[Saved entries]
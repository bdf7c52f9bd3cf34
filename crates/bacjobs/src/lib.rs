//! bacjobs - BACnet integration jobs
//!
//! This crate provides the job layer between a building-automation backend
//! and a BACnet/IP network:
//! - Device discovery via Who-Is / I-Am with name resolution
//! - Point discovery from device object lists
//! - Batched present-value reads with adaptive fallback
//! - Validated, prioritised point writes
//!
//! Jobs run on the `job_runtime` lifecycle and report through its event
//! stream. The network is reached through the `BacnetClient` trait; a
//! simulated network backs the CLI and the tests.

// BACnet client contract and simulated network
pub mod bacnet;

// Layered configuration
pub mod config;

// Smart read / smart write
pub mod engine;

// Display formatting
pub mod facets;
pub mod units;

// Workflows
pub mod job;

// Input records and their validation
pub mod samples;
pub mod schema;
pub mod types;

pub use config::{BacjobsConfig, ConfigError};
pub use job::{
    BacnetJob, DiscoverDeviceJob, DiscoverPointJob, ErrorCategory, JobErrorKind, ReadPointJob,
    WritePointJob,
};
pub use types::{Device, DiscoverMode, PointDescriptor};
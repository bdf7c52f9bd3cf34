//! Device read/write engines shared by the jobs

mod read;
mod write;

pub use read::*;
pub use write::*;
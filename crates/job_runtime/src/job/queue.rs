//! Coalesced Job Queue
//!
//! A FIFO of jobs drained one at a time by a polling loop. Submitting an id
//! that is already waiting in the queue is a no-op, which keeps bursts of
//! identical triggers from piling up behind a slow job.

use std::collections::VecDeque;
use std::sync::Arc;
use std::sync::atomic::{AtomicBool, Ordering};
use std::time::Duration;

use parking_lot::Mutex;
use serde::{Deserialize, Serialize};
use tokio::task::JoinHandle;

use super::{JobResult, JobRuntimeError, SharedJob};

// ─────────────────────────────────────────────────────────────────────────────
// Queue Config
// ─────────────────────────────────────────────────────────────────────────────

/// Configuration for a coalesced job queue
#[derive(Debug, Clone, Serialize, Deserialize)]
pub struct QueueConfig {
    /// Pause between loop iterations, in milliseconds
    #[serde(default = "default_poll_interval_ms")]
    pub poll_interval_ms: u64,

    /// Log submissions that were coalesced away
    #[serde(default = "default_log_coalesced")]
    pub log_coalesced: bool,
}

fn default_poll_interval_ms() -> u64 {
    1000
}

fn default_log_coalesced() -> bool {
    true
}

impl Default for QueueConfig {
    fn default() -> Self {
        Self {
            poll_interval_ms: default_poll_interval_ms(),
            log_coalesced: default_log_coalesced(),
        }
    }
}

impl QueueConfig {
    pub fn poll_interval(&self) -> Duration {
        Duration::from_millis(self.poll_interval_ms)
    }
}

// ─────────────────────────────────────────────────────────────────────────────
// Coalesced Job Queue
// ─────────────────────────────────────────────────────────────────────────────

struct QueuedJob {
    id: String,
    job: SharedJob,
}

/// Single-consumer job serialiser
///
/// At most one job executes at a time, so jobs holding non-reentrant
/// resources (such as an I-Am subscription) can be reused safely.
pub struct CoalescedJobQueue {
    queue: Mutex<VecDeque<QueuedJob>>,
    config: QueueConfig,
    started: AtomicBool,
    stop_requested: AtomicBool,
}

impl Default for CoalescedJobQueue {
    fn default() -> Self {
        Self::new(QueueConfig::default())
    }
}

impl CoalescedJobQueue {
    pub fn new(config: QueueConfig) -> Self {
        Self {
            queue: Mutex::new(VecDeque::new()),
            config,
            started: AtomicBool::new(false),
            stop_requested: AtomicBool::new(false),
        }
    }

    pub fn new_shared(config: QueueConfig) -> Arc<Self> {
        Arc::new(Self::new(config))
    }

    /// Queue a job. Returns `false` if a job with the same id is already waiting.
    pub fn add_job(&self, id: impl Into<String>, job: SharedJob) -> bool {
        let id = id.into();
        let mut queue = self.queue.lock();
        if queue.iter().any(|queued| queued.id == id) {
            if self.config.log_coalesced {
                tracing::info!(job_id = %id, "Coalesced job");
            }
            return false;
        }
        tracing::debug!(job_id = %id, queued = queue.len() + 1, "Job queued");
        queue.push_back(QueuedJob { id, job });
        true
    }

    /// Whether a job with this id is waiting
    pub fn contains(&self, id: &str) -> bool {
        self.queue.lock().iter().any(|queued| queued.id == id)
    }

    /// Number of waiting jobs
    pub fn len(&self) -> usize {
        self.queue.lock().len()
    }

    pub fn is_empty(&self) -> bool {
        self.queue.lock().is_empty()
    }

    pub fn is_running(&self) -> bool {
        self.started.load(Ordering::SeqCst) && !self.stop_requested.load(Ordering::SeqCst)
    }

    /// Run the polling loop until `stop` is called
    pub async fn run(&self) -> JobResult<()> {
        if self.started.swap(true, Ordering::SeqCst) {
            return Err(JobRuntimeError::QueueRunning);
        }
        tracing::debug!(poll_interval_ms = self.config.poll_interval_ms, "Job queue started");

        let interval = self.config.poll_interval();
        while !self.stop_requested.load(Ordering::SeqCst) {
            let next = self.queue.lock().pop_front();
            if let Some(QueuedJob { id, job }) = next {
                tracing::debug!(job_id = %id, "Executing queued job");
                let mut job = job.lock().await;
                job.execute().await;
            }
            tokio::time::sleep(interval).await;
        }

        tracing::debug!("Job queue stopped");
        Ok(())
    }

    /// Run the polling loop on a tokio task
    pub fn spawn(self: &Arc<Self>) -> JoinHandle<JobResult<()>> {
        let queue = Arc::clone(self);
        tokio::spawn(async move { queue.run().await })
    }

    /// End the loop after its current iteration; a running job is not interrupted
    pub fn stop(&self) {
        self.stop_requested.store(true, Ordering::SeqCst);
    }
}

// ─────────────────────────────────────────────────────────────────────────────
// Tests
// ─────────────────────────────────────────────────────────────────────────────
--
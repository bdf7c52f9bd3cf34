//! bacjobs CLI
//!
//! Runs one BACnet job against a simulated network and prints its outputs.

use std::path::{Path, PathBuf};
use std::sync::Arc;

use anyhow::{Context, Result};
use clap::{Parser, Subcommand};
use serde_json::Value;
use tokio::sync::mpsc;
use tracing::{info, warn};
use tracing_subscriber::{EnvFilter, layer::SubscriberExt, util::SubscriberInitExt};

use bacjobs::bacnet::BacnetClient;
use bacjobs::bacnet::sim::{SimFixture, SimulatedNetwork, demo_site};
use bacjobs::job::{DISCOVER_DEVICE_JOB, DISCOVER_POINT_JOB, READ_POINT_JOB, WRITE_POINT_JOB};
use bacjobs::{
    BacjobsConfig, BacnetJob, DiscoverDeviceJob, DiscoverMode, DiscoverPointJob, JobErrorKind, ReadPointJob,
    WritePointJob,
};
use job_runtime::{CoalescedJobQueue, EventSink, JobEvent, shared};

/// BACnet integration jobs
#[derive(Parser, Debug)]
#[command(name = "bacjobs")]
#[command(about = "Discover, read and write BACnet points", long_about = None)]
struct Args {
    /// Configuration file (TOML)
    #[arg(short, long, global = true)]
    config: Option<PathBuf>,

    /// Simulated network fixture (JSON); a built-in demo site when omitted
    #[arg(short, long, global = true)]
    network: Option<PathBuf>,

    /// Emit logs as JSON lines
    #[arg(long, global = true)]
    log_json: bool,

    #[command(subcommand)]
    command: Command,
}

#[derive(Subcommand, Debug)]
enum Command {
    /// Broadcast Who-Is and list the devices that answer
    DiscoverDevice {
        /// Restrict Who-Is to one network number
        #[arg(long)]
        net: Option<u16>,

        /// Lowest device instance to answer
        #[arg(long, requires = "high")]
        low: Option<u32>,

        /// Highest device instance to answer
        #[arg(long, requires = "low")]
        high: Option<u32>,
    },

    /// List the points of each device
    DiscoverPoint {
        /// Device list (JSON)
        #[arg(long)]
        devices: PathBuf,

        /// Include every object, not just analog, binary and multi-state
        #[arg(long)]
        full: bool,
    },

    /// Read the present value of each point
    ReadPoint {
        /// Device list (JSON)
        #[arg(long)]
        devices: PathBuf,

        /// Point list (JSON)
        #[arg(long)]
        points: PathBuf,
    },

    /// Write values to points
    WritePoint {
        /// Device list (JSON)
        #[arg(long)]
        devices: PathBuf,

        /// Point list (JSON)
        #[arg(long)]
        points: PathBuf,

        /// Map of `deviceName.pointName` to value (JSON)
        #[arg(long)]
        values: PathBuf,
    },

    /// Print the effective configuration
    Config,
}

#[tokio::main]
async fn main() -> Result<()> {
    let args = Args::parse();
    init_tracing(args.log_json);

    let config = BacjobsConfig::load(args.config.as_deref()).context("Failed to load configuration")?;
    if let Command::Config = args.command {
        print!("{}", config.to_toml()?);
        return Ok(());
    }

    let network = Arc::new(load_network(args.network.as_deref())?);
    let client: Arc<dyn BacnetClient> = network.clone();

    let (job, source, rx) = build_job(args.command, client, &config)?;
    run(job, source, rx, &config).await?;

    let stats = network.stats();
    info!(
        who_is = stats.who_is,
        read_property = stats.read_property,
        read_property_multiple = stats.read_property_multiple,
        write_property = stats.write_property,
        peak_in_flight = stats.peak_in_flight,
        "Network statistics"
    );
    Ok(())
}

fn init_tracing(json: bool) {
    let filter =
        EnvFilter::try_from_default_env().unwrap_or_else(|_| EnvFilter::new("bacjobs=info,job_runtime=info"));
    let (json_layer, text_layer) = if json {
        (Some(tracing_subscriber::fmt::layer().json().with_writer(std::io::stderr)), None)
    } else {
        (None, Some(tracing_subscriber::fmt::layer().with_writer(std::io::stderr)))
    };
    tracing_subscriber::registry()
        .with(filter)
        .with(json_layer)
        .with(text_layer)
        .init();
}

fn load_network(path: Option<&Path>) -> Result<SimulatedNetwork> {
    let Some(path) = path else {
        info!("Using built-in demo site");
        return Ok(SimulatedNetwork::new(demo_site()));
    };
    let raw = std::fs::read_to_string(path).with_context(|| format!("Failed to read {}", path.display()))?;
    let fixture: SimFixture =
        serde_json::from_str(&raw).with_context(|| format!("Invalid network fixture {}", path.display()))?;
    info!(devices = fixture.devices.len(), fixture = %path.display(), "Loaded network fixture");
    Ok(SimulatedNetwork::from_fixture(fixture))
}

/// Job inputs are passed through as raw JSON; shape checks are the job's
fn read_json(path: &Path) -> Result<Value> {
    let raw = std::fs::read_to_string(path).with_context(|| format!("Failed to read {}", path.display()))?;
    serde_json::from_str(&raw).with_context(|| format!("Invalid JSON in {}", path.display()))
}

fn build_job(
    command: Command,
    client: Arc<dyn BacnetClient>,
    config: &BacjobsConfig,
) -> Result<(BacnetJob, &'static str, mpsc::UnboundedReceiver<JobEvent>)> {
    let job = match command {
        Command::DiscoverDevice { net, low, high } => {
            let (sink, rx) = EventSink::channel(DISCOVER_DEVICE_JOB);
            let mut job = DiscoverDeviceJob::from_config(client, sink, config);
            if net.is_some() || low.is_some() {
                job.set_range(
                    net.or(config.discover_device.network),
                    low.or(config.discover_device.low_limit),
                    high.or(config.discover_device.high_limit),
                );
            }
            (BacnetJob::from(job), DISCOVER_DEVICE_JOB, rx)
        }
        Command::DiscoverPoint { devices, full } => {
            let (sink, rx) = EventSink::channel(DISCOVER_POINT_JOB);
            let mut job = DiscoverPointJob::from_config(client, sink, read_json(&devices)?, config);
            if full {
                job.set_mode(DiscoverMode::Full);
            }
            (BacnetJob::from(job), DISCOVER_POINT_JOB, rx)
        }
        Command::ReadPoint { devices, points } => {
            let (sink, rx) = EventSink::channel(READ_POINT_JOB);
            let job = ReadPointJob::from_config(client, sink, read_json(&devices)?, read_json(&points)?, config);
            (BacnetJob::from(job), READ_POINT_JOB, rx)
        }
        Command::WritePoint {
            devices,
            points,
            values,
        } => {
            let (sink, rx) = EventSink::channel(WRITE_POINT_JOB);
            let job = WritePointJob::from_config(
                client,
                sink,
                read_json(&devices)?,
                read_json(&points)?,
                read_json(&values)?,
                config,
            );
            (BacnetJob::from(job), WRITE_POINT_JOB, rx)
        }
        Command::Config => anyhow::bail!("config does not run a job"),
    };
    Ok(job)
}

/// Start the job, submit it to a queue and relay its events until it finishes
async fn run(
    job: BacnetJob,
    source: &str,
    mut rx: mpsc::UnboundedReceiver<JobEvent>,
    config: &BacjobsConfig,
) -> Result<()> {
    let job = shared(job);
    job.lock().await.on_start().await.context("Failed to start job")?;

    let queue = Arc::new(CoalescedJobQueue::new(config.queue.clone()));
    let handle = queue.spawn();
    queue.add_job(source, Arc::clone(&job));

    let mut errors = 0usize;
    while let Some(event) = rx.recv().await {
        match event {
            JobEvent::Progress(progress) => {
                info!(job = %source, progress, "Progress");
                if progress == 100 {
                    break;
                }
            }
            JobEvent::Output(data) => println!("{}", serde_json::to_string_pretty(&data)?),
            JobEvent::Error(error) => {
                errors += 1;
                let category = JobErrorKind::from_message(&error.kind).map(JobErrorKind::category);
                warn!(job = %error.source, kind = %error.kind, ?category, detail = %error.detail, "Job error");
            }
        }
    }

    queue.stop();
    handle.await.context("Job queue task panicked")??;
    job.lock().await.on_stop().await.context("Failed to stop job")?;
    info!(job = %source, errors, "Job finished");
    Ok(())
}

DIRECTIONS: Determine the number of lines in the entries that contain the word "started". Give that number and nothing more.

SOLUTION: 5